Grasmann’s new body of work, House of the spirits, depicts the Neutra House, designed and built in Los Angeles in 1932 by Austrian-American architect Richard Neutra. The series debuted at a museum in Germany, Brühler Kunstverein, in May 2025.

House of the spirits explores memory as a fluid, non-linear presence that overlays the current moment, akin to Japanese folkloric spirits that linger in spaces, sometimes visible only in shadows or reflections, tethered to the world by memory. The Neutra House becomes a site of simultaneity, where past, present, and future intertwine, and inhabitants, refracted through the glass walls of the house, appear as apparitions.

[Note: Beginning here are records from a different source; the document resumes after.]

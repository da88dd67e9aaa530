pub trait SequenceRecord {
    fn seq(&self) -> &[u8];
}

#[derive(Clone, Copy, Debug)]
pub struct RecordView<'a> {
    pub id: &'a [u8],
    pub seq: &'a [u8],
    pub qual: Option<&'a [u8]>,
}

#[derive(Clone, Debug, Default, PartialEq, Eq)]
pub struct OwnedRecord {
    pub id: Vec<u8>,
    pub seq: Vec<u8>,
    pub qual: Option<Vec<u8>>,
}

impl OwnedRecord {
    pub fn new(id: impl Into<Vec<u8>>, seq: impl Into<Vec<u8>>) -> Self {
        Self {
            id: id.into(),
            seq: seq.into(),
            qual: None,
        }
    }

    pub fn from_view(view: RecordView<'_>) -> Self {
        Self {
            id: view.id.to_vec(),
            seq: view.seq.to_vec(),
            qual: view.qual.map(<[u8]>::to_vec),
        }
    }

    pub fn byte_len(&self) -> usize {
        self.id.len() + self.seq.len() + self.qual.as_ref().map_or(0, Vec::len)
    }

    pub fn as_view(&self) -> RecordView<'_> {
        RecordView {
            id: &self.id,
            seq: &self.seq,
            qual: self.qual.as_deref(),
        }
    }

    /// Identifier up to the first whitespace, lossily decoded.
    pub fn name(&self) -> String {
        let end = self
            .id
            .iter()
            .position(|b| b.is_ascii_whitespace())
            .unwrap_or(self.id.len());
        String::from_utf8_lossy(&self.id[..end]).into_owned()
    }
}

impl SequenceRecord for RecordView<'_> {
    fn seq(&self) -> &[u8] {
        self.seq
    }
}

impl SequenceRecord for OwnedRecord {
    fn seq(&self) -> &[u8] {
        &self.seq
    }
}

impl SequenceRecord for &str {
    fn seq(&self) -> &[u8] {
        self.as_bytes()
    }
}

impl SequenceRecord for String {
    fn seq(&self) -> &[u8] {
        self.as_bytes()
    }
}

impl SequenceRecord for &[u8] {
    fn seq(&self) -> &[u8] {
        self
    }
}

impl SequenceRecord for Vec<u8> {
    fn seq(&self) -> &[u8] {
        self
    }
}

impl<R: SequenceRecord + ?Sized> SequenceRecord for Box<R> {
    fn seq(&self) -> &[u8] {
        (**self).seq()
    }
}
//! Similarity between two count profiles of equal length.
//!
//! Both measures first scale each vector to unit L2 norm.

use crate::core::error::{KmerError, Result};
use crate::core::profile::Profile;

const COORD_DIGITS: i32 = 10;
const DISTANCE_DIGITS: i32 = 8;
const CORRELATION_DIGITS: i32 = 5;

/// Euclidean distance between the unit-normalized vectors, rounded to 8 decimals.
pub fn euclidean_distance(a: &[u32], b: &[u32]) -> Result<f64> {
    check_dims(a, b)?;
    let na = normalized(a)?;
    let nb = normalized(b)?;
    let sum: f64 = na
        .iter()
        .zip(&nb)
        .map(|(&x, &y)| {
            let d = round_to(x, COORD_DIGITS) - round_to(y, COORD_DIGITS);
            d * d
        })
        .sum();
    Ok(round_to(sum.sqrt(), DISTANCE_DIGITS))
}

/// Pearson correlation of the unit-normalized vectors, rounded to 5 decimals.
pub fn pearson_correlation(a: &[u32], b: &[u32]) -> Result<f64> {
    check_dims(a, b)?;
    if is_flat(a) || is_flat(b) {
        return Err(KmerError::InvalidArgument(
            "correlation is undefined for a profile without variance".into(),
        ));
    }
    let x = normalized(a)?;
    let y = normalized(b)?;
    let n = x.len() as f64;
    let mean_x = x.iter().sum::<f64>() / n;
    let mean_y = y.iter().sum::<f64>() / n;

    let (mut ssxy, mut ssxx, mut ssyy) = (0.0, 0.0, 0.0);
    for (&xi, &yi) in x.iter().zip(&y) {
        let dx = xi - mean_x;
        let dy = yi - mean_y;
        ssxy += dx * dy;
        ssxx += dx * dx;
        ssyy += dy * dy;
    }
    let r = ssxy / (ssxx * ssyy).sqrt();
    if !r.is_finite() {
        return Err(KmerError::InvalidArgument(
            "correlation is undefined for a profile without variance".into(),
        ));
    }
    Ok(round_to(r.clamp(-1.0, 1.0), CORRELATION_DIGITS))
}

impl Profile {
    pub fn euclidean_distance(&self, other: &Profile) -> Result<f64> {
        euclidean_distance(self.counts(), other.counts())
    }

    pub fn pearson_correlation(&self, other: &Profile) -> Result<f64> {
        pearson_correlation(self.counts(), other.counts())
    }
}

fn check_dims(a: &[u32], b: &[u32]) -> Result<()> {
    if a.len() != b.len() {
        return Err(KmerError::DimensionMismatch {
            left: a.len(),
            right: b.len(),
        });
    }
    if a.is_empty() {
        return Err(KmerError::InvalidArgument("cannot compare empty profiles".into()));
    }
    Ok(())
}

fn is_flat(v: &[u32]) -> bool {
    v.iter().all(|&c| c == v[0])
}

fn normalized(v: &[u32]) -> Result<Vec<f64>> {
    let norm = v.iter().map(|&c| (c as f64) * (c as f64)).sum::<f64>().sqrt();
    if norm == 0.0 {
        return Err(KmerError::InvalidArgument(
            "cannot normalize an all-zero profile".into(),
        ));
    }
    Ok(v.iter().map(|&c| c as f64 / norm).collect())
}

fn round_to(x: f64, digits: i32) -> f64 {
    let scale = 10f64.powi(digits);
    (x * scale).round() / scale
}
pub mod args;
pub mod run;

While preparing for this series, Grasmann archived her grandfather’s photographs — lifelong mementos that, in his final years marked by Alzheimer’s, became fragile traces of memory. As displaced Silesian Germans, the family carried fragments of their past through stories and salvaged images. Through the paintings, Grasmann preserves these histories, bridging personal and collective memory.

Roses anchor the series — symbols of haven, remembrance, and transition between past and present. Fire, a recurring motif, embodies transience and renewal. The Neutra House itself was rebuilt after a fire in 1963, mirroring how destruction and reconstruction are intrinsic to memory.

Without memory, we do not know who we are; without memory, we wander aimlessly, unsure of where we are going.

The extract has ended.